Oral ketamine for wound care procedures in adult patients with burns
HA Ezike, MC Odiakosa
Southern African Journal of Anaesthesia and Analgesia , 2011,
Abstract: Background: This prospective study was carried out to evaluate the usefulness of oral ketamine for burn wound dressing in adult patients. The aim was to achieve a state-of-conscious sedation in which the patient would be communicative and cooperative, with minimal, or no pain during burn wound care procedures. Method: Two hundred and forty wound care procedures were randomly assigned to six treatment groups of patients (groups A-F).
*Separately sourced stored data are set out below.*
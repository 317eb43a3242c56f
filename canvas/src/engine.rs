use uuid::Uuid;
use wire::{Envelope, HistoryRow, Point, RoomUser, ShapeMessage, ShapePayload};

use crate::consts::{ERASER_TOLERANCE, FIRST_PLACEHOLDER_ID, SELECT_TOLERANCE};
use crate::doc::{Confirmation, DocStore, ShapeId, ShapeRecord};
use crate::hit;
use crate::input::{Gesture, Tool, UiState, shape_from_drag};

#[cfg(test)]
#[path = "engine_test.rs"]
mod engine_test;

/// Instructions returned from engine operations for the host to carry out.
#[derive(Debug, Clone, PartialEq)]
pub enum Action {
    /// Write this envelope to the relay socket.
    Send(Envelope),
    /// Store the new geometry of a confirmed shape. On success the host calls
    /// [`Engine::on_update_persisted`].
    PersistUpdate { id: ShapeId, shape: ShapePayload },
    /// Delete a confirmed shape from storage. On success the host calls
    /// [`Engine::on_delete_persisted`].
    PersistDelete { id: ShapeId },
    /// The shape list changed.
    RenderNeeded,
}

/// Client-side shape store for one room.
///
/// Local edits apply immediately. Creations carry a placeholder id and a
/// correlation token until the relay echoes them back with a storage id.
pub struct Engine {
    room_id: String,
    pub doc: DocStore,
    pub ui: UiState,
    pub input: Gesture,
    presence: Vec<RoomUser>,
    next_placeholder: ShapeId,
}

impl Engine {
    #[must_use]
    pub fn new(room_id: impl Into<String>) -> Self {
        Self {
            room_id: room_id.into(),
            doc: DocStore::new(),
            ui: UiState::default(),
            input: Gesture::Idle,
            presence: Vec::new(),
            next_placeholder: FIRST_PLACEHOLDER_ID,
        }
    }

    // --- Session ---

    /// Announce this session to the room.
    #[must_use]
    pub fn join(&self) -> Vec<Action> {
        vec![Action::Send(Envelope::JoinRoom { room_id: self.room_id.clone() })]
    }

    #[must_use]
    pub fn leave(&self) -> Vec<Action> {
        vec![Action::Send(Envelope::LeaveRoom { room_id: self.room_id.clone() })]
    }

    /// Replace the list with the room's stored shapes. `rows` arrive newest
    /// first; rows whose message is not a shape are skipped.
    pub fn load_history(&mut self, rows: Vec<HistoryRow>) -> Vec<Action> {
        let records = rows
            .into_iter()
            .rev()
            .filter(|row| row.id > 0)
            .filter_map(|row| match ShapeMessage::decode(&row.message) {
                Ok(msg) => Some(ShapeRecord::confirmed(row.id, msg.shape)),
                Err(_) => None,
            })
            .collect();
        self.doc.load_snapshot(records);
        self.forget_missing();
        vec![Action::RenderNeeded]
    }

    /// Discard everything at session teardown.
    pub fn clear(&mut self) {
        self.doc.clear();
        self.ui.selected_id = None;
        self.input = Gesture::Idle;
        self.presence.clear();
        self.next_placeholder = FIRST_PLACEHOLDER_ID;
    }

    // --- Local edits ---

    /// Add a shape drawn here. It shows immediately under a placeholder id
    /// and is sent to the relay tagged with a fresh correlation token.
    pub fn create_local(&mut self, shape: ShapePayload) -> Vec<Action> {
        let Ok(message) = ShapeMessage::new(shape.clone()).encode() else {
            return Vec::new();
        };
        let id = self.next_placeholder;
        self.next_placeholder -= 1;
        let token = Uuid::new_v4().to_string();
        self.doc.push(ShapeRecord::placeholder(id, shape, token.clone()));
        vec![
            Action::Send(Envelope::Chat {
                id: None,
                room_id: self.room_id.clone(),
                message,
                client_msg_id: Some(token),
            }),
            Action::RenderNeeded,
        ]
    }

    /// Translate a shape in place. Local only.
    pub fn move_shape(&mut self, id: ShapeId, dx: f64, dy: f64) -> Vec<Action> {
        match self.doc.get_mut(id) {
            Some(record) => {
                record.shape.translate(dx, dy);
                vec![Action::RenderNeeded]
            }
            None => Vec::new(),
        }
    }

    /// Start dragging the top-most shape under `pt`. Returns its id.
    pub fn begin_drag(&mut self, pt: Point, tolerance: f64) -> Option<ShapeId> {
        let id = hit::top_hit(&self.doc, pt, tolerance);
        self.ui.selected_id = id;
        self.input = match id {
            Some(id) => Gesture::Dragging { id, last: pt, moved: false },
            None => Gesture::Idle,
        };
        id
    }

    /// Follow the pointer with the dragged shape.
    pub fn drag_to(&mut self, pt: Point) -> Vec<Action> {
        let Gesture::Dragging { id, last, moved } = &mut self.input else {
            return Vec::new();
        };
        let (dx, dy) = (pt.x - last.x, pt.y - last.y);
        *last = pt;
        if dx == 0.0 && dy == 0.0 {
            return Vec::new();
        }
        *moved = true;
        let id = *id;
        let actions = self.move_shape(id, dx, dy);
        if actions.is_empty() {
            self.input = Gesture::Idle;
        }
        actions
    }

    /// Finish a drag. A moved confirmed shape is sent to storage; a moved
    /// placeholder is remembered so its confirmation can catch storage up.
    pub fn end_drag(&mut self) -> Vec<Action> {
        let Gesture::Dragging { id, moved, .. } = std::mem::take(&mut self.input) else {
            return Vec::new();
        };
        if !moved {
            return Vec::new();
        }
        let Some(record) = self.doc.get_mut(id) else {
            return Vec::new();
        };
        if record.is_placeholder() {
            record.edited_while_pending = true;
            return Vec::new();
        }
        vec![Action::PersistUpdate { id, shape: record.shape.clone() }]
    }

    /// Remove every shape under `pt`, top-most first. Confirmed shapes are
    /// also deleted from storage, each independently.
    pub fn erase_at(&mut self, pt: Point, tolerance: f64) -> Vec<Action> {
        let hits = hit::hits_at(&self.doc, pt, tolerance);
        if hits.is_empty() {
            return Vec::new();
        }
        let mut actions = Vec::new();
        for id in hits {
            if self.doc.remove(id).is_some() && id > 0 {
                actions.push(Action::PersistDelete { id });
            }
        }
        self.forget_missing();
        actions.push(Action::RenderNeeded);
        actions
    }

    // --- Storage completions ---

    /// Storage accepted new geometry: tell the room.
    #[must_use]
    pub fn on_update_persisted(&self, id: ShapeId) -> Vec<Action> {
        match self.doc.get(id) {
            Some(record) => vec![Action::Send(Envelope::Update {
                room_id: self.room_id.clone(),
                shape_id: id,
                shape: record.shape.clone(),
            })],
            None => Vec::new(),
        }
    }

    /// Storage deleted a shape: tell the room.
    #[must_use]
    pub fn on_delete_persisted(&self, id: ShapeId) -> Vec<Action> {
        vec![Action::Send(Envelope::Delete { room_id: self.room_id.clone(), shape_id: id })]
    }

    // --- Relay input ---

    /// Route one inbound envelope.
    pub fn apply_envelope(&mut self, envelope: &Envelope) -> Vec<Action> {
        if let Some(room) = envelope.room_id()
            && room != self.room_id
        {
            return Vec::new();
        }
        match envelope {
            Envelope::Chat { id: Some(id), message, client_msg_id, .. } if *id > 0 => {
                if let Some(token) = client_msg_id {
                    match self.doc.confirm(token, *id) {
                        Confirmation::Confirmed { placeholder, id, edited } => {
                            return self.confirmed(placeholder, id, edited);
                        }
                        Confirmation::Retired => return Vec::new(),
                        Confirmation::Unknown => {}
                    }
                }
                match ShapeMessage::decode(message) {
                    Ok(msg) => self.on_remote_create(*id, msg.shape),
                    Err(_) => Vec::new(),
                }
            }
            Envelope::Update { shape_id, shape, .. } => self.on_remote_update(*shape_id, shape.clone()),
            Envelope::Delete { shape_id, .. } => self.on_remote_delete(*shape_id),
            Envelope::RoomUsers { users } => {
                self.presence.clone_from(users);
                Vec::new()
            }
            Envelope::Chat { .. } | Envelope::JoinRoom { .. } | Envelope::LeaveRoom { .. } => Vec::new(),
        }
    }

    /// The relay assigned `id` to the creation tagged `token`.
    pub fn on_create_confirmed(&mut self, token: &str, id: ShapeId) -> Vec<Action> {
        if id <= 0 {
            return Vec::new();
        }
        match self.doc.confirm(token, id) {
            Confirmation::Confirmed { placeholder, id, edited } => self.confirmed(placeholder, id, edited),
            Confirmation::Retired | Confirmation::Unknown => Vec::new(),
        }
    }

    /// Another participant created a shape.
    pub fn on_remote_create(&mut self, id: ShapeId, shape: ShapePayload) -> Vec<Action> {
        if id <= 0 || !self.doc.push(ShapeRecord::confirmed(id, shape)) {
            return Vec::new();
        }
        vec![Action::RenderNeeded]
    }

    /// Another participant moved a confirmed shape. Placeholder ids are local
    /// to each client, so non-positive ids never match.
    pub fn on_remote_update(&mut self, id: ShapeId, shape: ShapePayload) -> Vec<Action> {
        if id <= 0 {
            return Vec::new();
        }
        match self.doc.get_mut(id) {
            Some(record) => {
                record.shape = shape;
                vec![Action::RenderNeeded]
            }
            None => Vec::new(),
        }
    }

    pub fn on_remote_delete(&mut self, id: ShapeId) -> Vec<Action> {
        if id <= 0 || self.doc.remove(id).is_none() {
            return Vec::new();
        }
        self.forget_missing();
        vec![Action::RenderNeeded]
    }

    // --- Pointer input ---

    /// Set the active tool, abandoning any gesture in progress.
    pub fn set_tool(&mut self, tool: Tool) {
        self.ui.tool = tool;
        self.input = Gesture::Idle;
    }

    pub fn on_pointer_down(&mut self, pt: Point) -> Vec<Action> {
        match self.ui.tool {
            Tool::Select => {
                self.begin_drag(pt, SELECT_TOLERANCE);
                Vec::new()
            }
            Tool::Eraser => {
                self.input = Gesture::Erasing;
                self.erase_at(pt, ERASER_TOLERANCE)
            }
            tool @ (Tool::Rect | Tool::Circle | Tool::Triangle | Tool::Pencil) => {
                self.input = Gesture::Drawing { tool, start: pt, path: vec![pt] };
                Vec::new()
            }
        }
    }

    pub fn on_pointer_move(&mut self, pt: Point) -> Vec<Action> {
        if let Gesture::Drawing { path, .. } = &mut self.input {
            path.push(pt);
            return Vec::new();
        }
        match self.input {
            Gesture::Dragging { .. } => self.drag_to(pt),
            Gesture::Erasing => self.erase_at(pt, ERASER_TOLERANCE),
            Gesture::Idle | Gesture::Drawing { .. } => Vec::new(),
        }
    }

    pub fn on_pointer_up(&mut self, pt: Point) -> Vec<Action> {
        match std::mem::take(&mut self.input) {
            Gesture::Idle | Gesture::Erasing => Vec::new(),
            dragging @ Gesture::Dragging { .. } => {
                self.input = dragging;
                let mut actions = self.drag_to(pt);
                actions.extend(self.end_drag());
                actions
            }
            Gesture::Drawing { tool, start, mut path } => {
                if path.last() != Some(&pt) {
                    path.push(pt);
                }
                match shape_from_drag(tool, start, pt, &path) {
                    Some(shape) => self.create_local(shape),
                    None => Vec::new(),
                }
            }
        }
    }

    // --- Queries ---

    #[must_use]
    pub fn room_id(&self) -> &str {
        &self.room_id
    }

    /// Shapes in draw order.
    #[must_use]
    pub fn shapes(&self) -> &[ShapeRecord] {
        self.doc.records()
    }

    #[must_use]
    pub fn shape(&self, id: ShapeId) -> Option<&ShapeRecord> {
        self.doc.get(id)
    }

    /// Last presence list received for the room.
    #[must_use]
    pub fn presence(&self) -> &[RoomUser] {
        &self.presence
    }

    #[must_use]
    pub fn selection(&self) -> Option<ShapeId> {
        self.ui.selected_id
    }

    /// Follow a placeholder to its storage id.
    fn confirmed(&mut self, placeholder: ShapeId, id: ShapeId, edited: bool) -> Vec<Action> {
        if self.ui.selected_id == Some(placeholder) {
            self.ui.selected_id = Some(id);
        }
        if let Gesture::Dragging { id: dragged, .. } = &mut self.input
            && *dragged == placeholder
        {
            *dragged = id;
        }
        let mut actions = Vec::new();
        if edited && let Some(record) = self.doc.get(id) {
            actions.push(Action::PersistUpdate { id, shape: record.shape.clone() });
        }
        actions.push(Action::RenderNeeded);
        actions
    }

    /// Drop selection and drag state that point at removed shapes.
    fn forget_missing(&mut self) {
        if self.ui.selected_id.is_some_and(|id| !self.doc.contains(id)) {
            self.ui.selected_id = None;
        }
        if self.input.dragged_id().is_some_and(|id| !self.doc.contains(id)) {
            self.input = Gesture::Idle;
        }
    }
}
The quantities of oral ketamine that they received were as follows: Group A, 0.5 mg/kg; B, 2 mg/kg; C, 4 mg/kg; D, 6 mg/kg; E, 8 mg/kg and F, 10 mg/kg. A five-point verbal rating scale was used to assess pain intensity: the AVPU (alert, voice, pain, unresponsive) scale for level of consciousness. The Likert scale was used for patient satisfaction. Blood pressure, pulse rate and oxygen saturation were monitored. Adverse effects were noted. Comparisons of the efficacy and safety of the different dosages of oral ketamine were made using the SPSS package. The efficacy criterion was verbal rating scale (VRS) ≤ 2, i.e no pain, mild pain or discomfort. Results: Patients in groups A and B reported higher levels of pain, and in groups C, D, E and F, there were varying degrees of efficacy. Groups E and F had the best analgesic profiles, but at the higher doses, some patients became anaesthetised. The most common adverse effects reported were hallucination (37%) and hypersalivation (29.9%), which occurred more frequently in groups E and F. The patients’ assessments of pain were best in Group D, and worst in Group A. Conclusion: The minimum effective subanaesthetic dose of oral ketamine for analgesia during wound care procedures in adult patients with burns was 6 mg/kg.